AN INTERESTING ISSUE IS currently being debated concerning the release of your private details to third parties who may wish to pursue action against you.
This has been a key factor in the matter of private car parks across Australia who want registration authorities to release the identities of car owners to them so they may impose penalties for non-payment or overstaying the time limit.
In the US, one of the main criticisms of red light cameras is that they penalise the registered owner of the vehicle, not necessarily the driver at the time of the offence. In Australia, of course, cars snapped breaking the rules will have the infringement notice sent to the registered owner who then has the option of nominating the identity of the driver, as long as you can remember who was driving at the time of the offence.
In New Jersey, a bill has been introduced that would prohibit other states from issuing traffic citations to New Jersey residents caught by speed or red light cameras. If the bill passes, the New Jersey Motor Vehicles Commission will be banned from providing licence plate numbers or other identifying information to another state or interstate information network for the purpose of imposing a fine.
The bill targets any speed-control devices that utilise cameras and vehicle sensors, and are capable of automatically producing a recorded image of an alleged violation.
One of the main issues with automatically recorded infringements is the time lapse between the offence and the delivery of the infringement notice. Weeks pass before owners even know they have been implicated by a camera, and that’s where the problem arises. “How are you going to defend yourself against that,” asks Steve Carrellas, the head of the New Jersey branch of the National Motorists Association. “In the old-fashioned way, a police officer looks at your licence and you at least have a chance to have some explanation or you have the opportunity to talk and the officer can use the appropriate discretion.”

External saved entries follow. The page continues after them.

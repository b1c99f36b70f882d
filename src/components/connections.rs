use std::time::{Duration, Instant};

use color_eyre::eyre::Result;
use compareflow_theme as theme;
use crossterm::event::{KeyCode, KeyEvent};
use ratatui::{prelude::*, widgets::*};
use tokio::sync::mpsc::UnboundedSender;

use super::{centered_rect, render_confirm, Component, Frame};
use crate::{
  action::Action,
  mode::Mode,
  models::{Connection, ConnectionId, ConnectionKind, ConnectionSettings},
  router::Route,
  store::{ConnectionEvent, Phase, Store, StoreEvent},
};

const TEST_RESULT_TTL: Duration = Duration::from_secs(6);

enum Overlay {
  None,
  ConfirmDelete(ConnectionId),
  Schema { id: ConnectionId, name: String, tables: ListState, open_table: Option<String> },
}

/// Connection list with test, delete and a read-only schema browser.
pub struct Connections {
  command_tx: Option<UnboundedSender<Action>>,
  table: TableState,
  overlay: Overlay,
  testing: Option<ConnectionId>,
  test_shown_at: Option<Instant>,
  test_result_ttl: Duration,
}

impl Default for Connections {
  fn default() -> Self {
    Self::new()
  }
}

impl Connections {
  pub fn new() -> Self {
    Self {
      command_tx: None,
      table: TableState::default().with_selected(Some(0)),
      overlay: Overlay::None,
      testing: None,
      test_shown_at: None,
      test_result_ttl: TEST_RESULT_TTL,
    }
  }

  fn send(&self, action: Action) -> Result<()> {
    if let Some(tx) = &self.command_tx {
      tx.send(action)?;
    }
    Ok(())
  }

  fn selected<'a>(&self, store: &'a Store) -> Option<&'a Connection> {
    let connections = store.connections().all();
    self.table.selected().and_then(|i| connections.get(i.min(connections.len().saturating_sub(1))))
  }

  fn move_selection(&mut self, store: &Store, forward: bool) {
    let len = store.connections().all().len();
    if len == 0 {
      return;
    }
    let current = self.table.selected().unwrap_or(0).min(len - 1);
    let next = if forward { (current + 1) % len } else { (current + len - 1) % len };
    self.table.select(Some(next));
  }

  fn handle_list_key(&mut self, key: KeyEvent, store: &Store) -> Result<Option<Action>> {
    if self.test_shown_at.is_some() && key.code == KeyCode::Esc {
      self.test_shown_at = None;
      return Ok(Some(Action::ClearTestResult));
    }
    match key.code {
      KeyCode::Char('j') | KeyCode::Down => self.move_selection(store, true),
      KeyCode::Char('k') | KeyCode::Up => self.move_selection(store, false),
      KeyCode::Char('n') => return Ok(Some(Action::Navigate(Route::NewConnection))),
      _ => {},
    }
    let Some(connection) = self.selected(store) else {
      return Ok(None);
    };
    let id = connection.id;
    Ok(match key.code {
      KeyCode::Char('e') | KeyCode::Enter => Some(Action::Navigate(Route::EditConnection(id))),
      KeyCode::Char('d') => {
        self.overlay = Overlay::ConfirmDelete(id);
        None
      },
      KeyCode::Char('t') if self.testing.is_none() => Some(Action::TestConnection(id)),
      KeyCode::Char('b') => {
        self.overlay =
          Overlay::Schema { id, name: connection.name.clone(), tables: ListState::default(), open_table: None };
        if store.connections().tables(id).is_none() {
          self.send(Action::FetchTables(id))?;
        }
        None
      },
      _ => None,
    })
  }

  fn handle_schema_key(&mut self, key: KeyEvent, store: &Store) -> Result<Option<Action>> {
    let Overlay::Schema { id, tables, open_table, .. } = &mut self.overlay else {
      return Ok(None);
    };
    let names = store.connections().tables(*id).unwrap_or_default();
    match key.code {
      KeyCode::Esc | KeyCode::Char('q') => {
        if open_table.take().is_none() {
          self.overlay = Overlay::None;
        }
      },
      KeyCode::Char('j') | KeyCode::Down if !names.is_empty() => {
        let next = tables.selected().map_or(0, |i| (i + 1) % names.len());
        tables.select(Some(next));
      },
      KeyCode::Char('k') | KeyCode::Up if !names.is_empty() => {
        let next = tables.selected().map_or(0, |i| (i + names.len() - 1) % names.len());
        tables.select(Some(next));
      },
      KeyCode::Enter => {
        if let Some(table) = tables.selected().and_then(|i| names.get(i)) {
          *open_table = Some(table.clone());
          if store.connections().columns(*id, table).is_none() {
            return Ok(Some(Action::FetchColumns(*id, table.clone())));
          }
        }
      },
      _ => {},
    }
    Ok(None)
  }

  fn draw_schema(&mut self, f: &mut Frame<'_>, area: Rect, store: &Store) {
    let Overlay::Schema { id, name, tables, open_table } = &mut self.overlay else {
      return;
    };
    let popup = centered_rect(80, 80, area);
    f.render_widget(Clear, popup);
    let block = Block::default()
      .title(format!(" Schema: {name} "))
      .title_style(theme::title())
      .title_bottom(Line::from(" [Enter] columns  [Esc] back ").right_aligned())
      .borders(Borders::ALL)
      .border_type(BorderType::Rounded)
      .border_style(theme::border_focused())
      .style(theme::bg_primary());
    let inner = block.inner(popup);
    f.render_widget(block, popup);

    let panes = Layout::default()
      .direction(Direction::Horizontal)
      .constraints([Constraint::Percentage(40), Constraint::Percentage(60)])
      .split(inner);

    let connections = store.connections();
    match connections.tables(*id) {
      Some(names) if !names.is_empty() => {
        let items: Vec<ListItem> = names.iter().map(|t| ListItem::new(t.as_str())).collect();
        let list = List::new(items)
          .block(Block::default().borders(Borders::RIGHT).border_style(theme::border_normal()))
          .highlight_style(theme::selection_active());
        f.render_stateful_widget(list, panes[0], tables);
      },
      Some(_) => f.render_widget(Paragraph::new(Span::styled("No tables", theme::muted())), panes[0]),
      None if connections.is_schema_loading() => {
        f.render_widget(Paragraph::new(Span::styled("Loading tables...", theme::info())), panes[0])
      },
      None => f.render_widget(Paragraph::new(Span::styled("Tables unavailable", theme::muted())), panes[0]),
    }

    let Some(table) = open_table.as_deref() else {
      return;
    };
    match connections.columns(*id, table) {
      Some(columns) => {
        let rows = columns.iter().map(|c| {
          Row::new(vec![c.name.clone(), c.data_type.clone(), if c.nullable { "NULL".into() } else { "NOT NULL".into() }])
        });
        let widget = Table::new(rows, [Constraint::Percentage(45), Constraint::Percentage(35), Constraint::Percentage(20)])
          .header(Row::new(vec!["Column", "Type", "Null"]).style(theme::header()))
          .block(Block::default().title(format!(" {table} ")).title_style(theme::title()));
        f.render_widget(widget, panes[1]);
      },
      None => f.render_widget(Paragraph::new(Span::styled("Loading columns...", theme::info())), panes[1]),
    }
  }

  fn test_banner(&self, store: &Store) -> Option<Line<'static>> {
    if self.testing.is_some() {
      return Some(Line::from(Span::styled(" Testing connection... ", theme::info())));
    }
    let result = store.connections().test_result().filter(|_| self.test_shown_at.is_some())?;
    let style = if result.success { theme::chip(theme::SUCCESS) } else { theme::chip(theme::ERROR) };
    Some(Line::from(vec![Span::styled(format!(" {} ", result.message), style), Span::styled("  [Esc] dismiss", theme::muted())]))
  }
}

fn kind_chip(settings: &ConnectionSettings) -> Span<'static> {
  let color = match settings.kind() {
    Some(ConnectionKind::SqlServer) => theme::ACCENT_BLUE,
    Some(ConnectionKind::Databricks) => theme::ACCENT_PURPLE,
    None => theme::ACCENT_CYAN,
  };
  Span::styled(format!(" {} ", settings.type_name()), theme::chip(color))
}

fn or_dash(value: &str) -> String {
  if value.is_empty() {
    "-".into()
  } else {
    value.to_string()
  }
}

impl Component for Connections {
  fn register_action_handler(&mut self, tx: UnboundedSender<Action>) -> Result<()> {
    self.command_tx = Some(tx);
    Ok(())
  }

  fn mode(&self) -> Mode {
    Mode::Connections
  }

  fn key_hints(&self) -> Vec<(&'static str, &'static str)> {
    match self.overlay {
      Overlay::None => vec![("n", "new"), ("e", "edit"), ("d", "delete"), ("t", "test"), ("b", "browse"), ("F5", "refresh")],
      Overlay::ConfirmDelete(_) => vec![("y", "delete"), ("n", "cancel")],
      Overlay::Schema { .. } => vec![("Enter", "columns"), ("Esc", "back")],
    }
  }

  fn captures_keys(&self) -> bool {
    !matches!(self.overlay, Overlay::None)
  }

  fn handle_key_events(&mut self, key: KeyEvent, store: &Store) -> Result<Option<Action>> {
    match self.overlay {
      Overlay::None => self.handle_list_key(key, store),
      Overlay::ConfirmDelete(id) => {
        let action = match key.code {
          KeyCode::Char('y') | KeyCode::Enter => Some(Action::DeleteConnection(id)),
          KeyCode::Char('n') | KeyCode::Esc => None,
          _ => return Ok(None),
        };
        self.overlay = Overlay::None;
        Ok(action)
      },
      Overlay::Schema { .. } => self.handle_schema_key(key, store),
    }
  }

  fn update(&mut self, action: Action, store: &Store) -> Result<Option<Action>> {
    match action {
      Action::Navigate(Route::Connections) => {
        self.overlay = Overlay::None;
        self.send(Action::FetchConnections)?;
      },
      Action::Store(StoreEvent::Connections(ConnectionEvent::Test(id, phase))) => {
        if phase.is_pending() {
          self.testing = Some(id);
          self.test_shown_at = None;
        } else {
          self.testing = None;
          if matches!(phase, Phase::Fulfilled(_)) {
            self.test_shown_at = Some(Instant::now());
          }
        }
      },
      Action::Tick => {
        if self.test_shown_at.is_some_and(|at| at.elapsed() >= self.test_result_ttl) {
          self.test_shown_at = None;
          return Ok(Some(Action::ClearTestResult));
        }
      },
      Action::Store(StoreEvent::Connections(ConnectionEvent::FetchAll(Phase::Fulfilled(_)))) => {
        let len = store.connections().all().len();
        if self.table.selected().is_some_and(|i| i >= len) {
          self.table.select(Some(len.saturating_sub(1)));
        }
      },
      _ => {},
    }
    Ok(None)
  }

  fn draw(&mut self, f: &mut Frame<'_>, area: Rect, store: &Store) -> Result<()> {
    let chunks = Layout::default()
      .direction(Direction::Vertical)
      .constraints([Constraint::Min(3), Constraint::Length(1)])
      .split(area);

    let block = Block::default()
      .title(" Connections ")
      .title_style(theme::title())
      .borders(Borders::ALL)
      .border_type(BorderType::Rounded)
      .border_style(theme::border_normal());

    let connections = store.connections();
    if connections.all().is_empty() {
      let message = if connections.is_loading() {
        Span::styled("Loading connections...", theme::info())
      } else {
        Span::styled("No connections yet. Press n to add one.", theme::muted())
      };
      f.render_widget(Paragraph::new(message).block(block), chunks[0]);
    } else {
      let rows = connections.all().iter().map(|c| {
        Row::new(vec![
          Cell::from(c.name.clone()),
          Cell::from(kind_chip(&c.settings)),
          Cell::from(or_dash(c.settings.endpoint())),
          Cell::from(c.settings.database().unwrap_or("-").to_string()),
        ])
      });
      let widths = [Constraint::Percentage(30), Constraint::Length(14), Constraint::Percentage(40), Constraint::Percentage(20)];
      let table = Table::new(rows, widths)
        .header(Row::new(vec!["Name", "Type", "Server/Workspace", "Database"]).style(theme::header()))
        .row_highlight_style(theme::selection_active())
        .block(block);
      f.render_stateful_widget(table, chunks[0], &mut self.table);
    }

    if let Some(banner) = self.test_banner(store) {
      f.render_widget(Paragraph::new(banner).alignment(Alignment::Center), chunks[1]);
    }

    match self.overlay {
      Overlay::ConfirmDelete(_) => render_confirm(
        f,
        area,
        "Delete Connection",
        "Are you sure you want to delete this connection? This action cannot be undone.",
      ),
      Overlay::Schema { .. } => self.draw_schema(f, area, store),
      Overlay::None => {},
    }
    Ok(())
  }
}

Automated traffic control devices are under increased scrutiny and criticism. Recently, the Chicago Tribune revealed a sudden and unexplained surge in the number of red light traffic offences. Violations would spike for a number of days then “abruptly dropped back to their previous levels.” A similar situation arose on the Western Ring Road in Melbourne when one camera inexplicably began catching a huge number of motorists exceeding the limit – in fact, more than all the other cameras combined! When the glitch was discovered, authorities declined to reimburse motorists who may have been penalised unfairly.
Speed cameras have been so unreliable in Baltimore that the city has decided to scrap the system and spend $450,000 to replace it. Meanwhile in a nearby county the Baltimore Sun reports that the speed cameras showed, in some data sets, more cars travelling above the speed limit than there were actual cars on the road.
Authorities claim speed and red light cameras will make driving safer by changing driving behaviour over time, but increasingly, critics say the safety benefits are dubious and the cameras are nothing more than revenue generators for states and municipalities. Rather than improve traffic safety, a 2008 study conducted by University of South Florida researchers found they “significantly” increase the number of crashes.
The problems in Chicago, Baltimore and elsewhere (including Melbourne!) tend to reinforce the perception that speed and red light cameras are more about revenue raising than road safety. At least 31 local municipalities in the US have put traffic-camera measures on their ballots since 1991, and voters opposed their use 30 times.
The opposition to the devices might be reduced if they were placed in proven black spots and well-marked with warning signs. Their use should be discussed more openly, so that they may actually change driver behaviour, rather than simply provide revenue to governments, as seems to most people to currently be the case.
New Jersey is in the process of concluding a multi-year pilot program to evaluate the effectiveness of automatic traffic control devices in about two dozen communities.
“New Jersey is at a crossroads,” Carrellas said. “This pilot program is coming to an end, and it’s had lots and lots of problems. I think we’re seeing the start of the downfall of automated enforcement.”
At least the use of automated traffic control devices is being openly debated in the US, unlike in Australia where governments are becoming ever more dependent on their traffic violation revenue addiction. And as long as Australian motorists continue to meekly pay up, nothing is likely to change.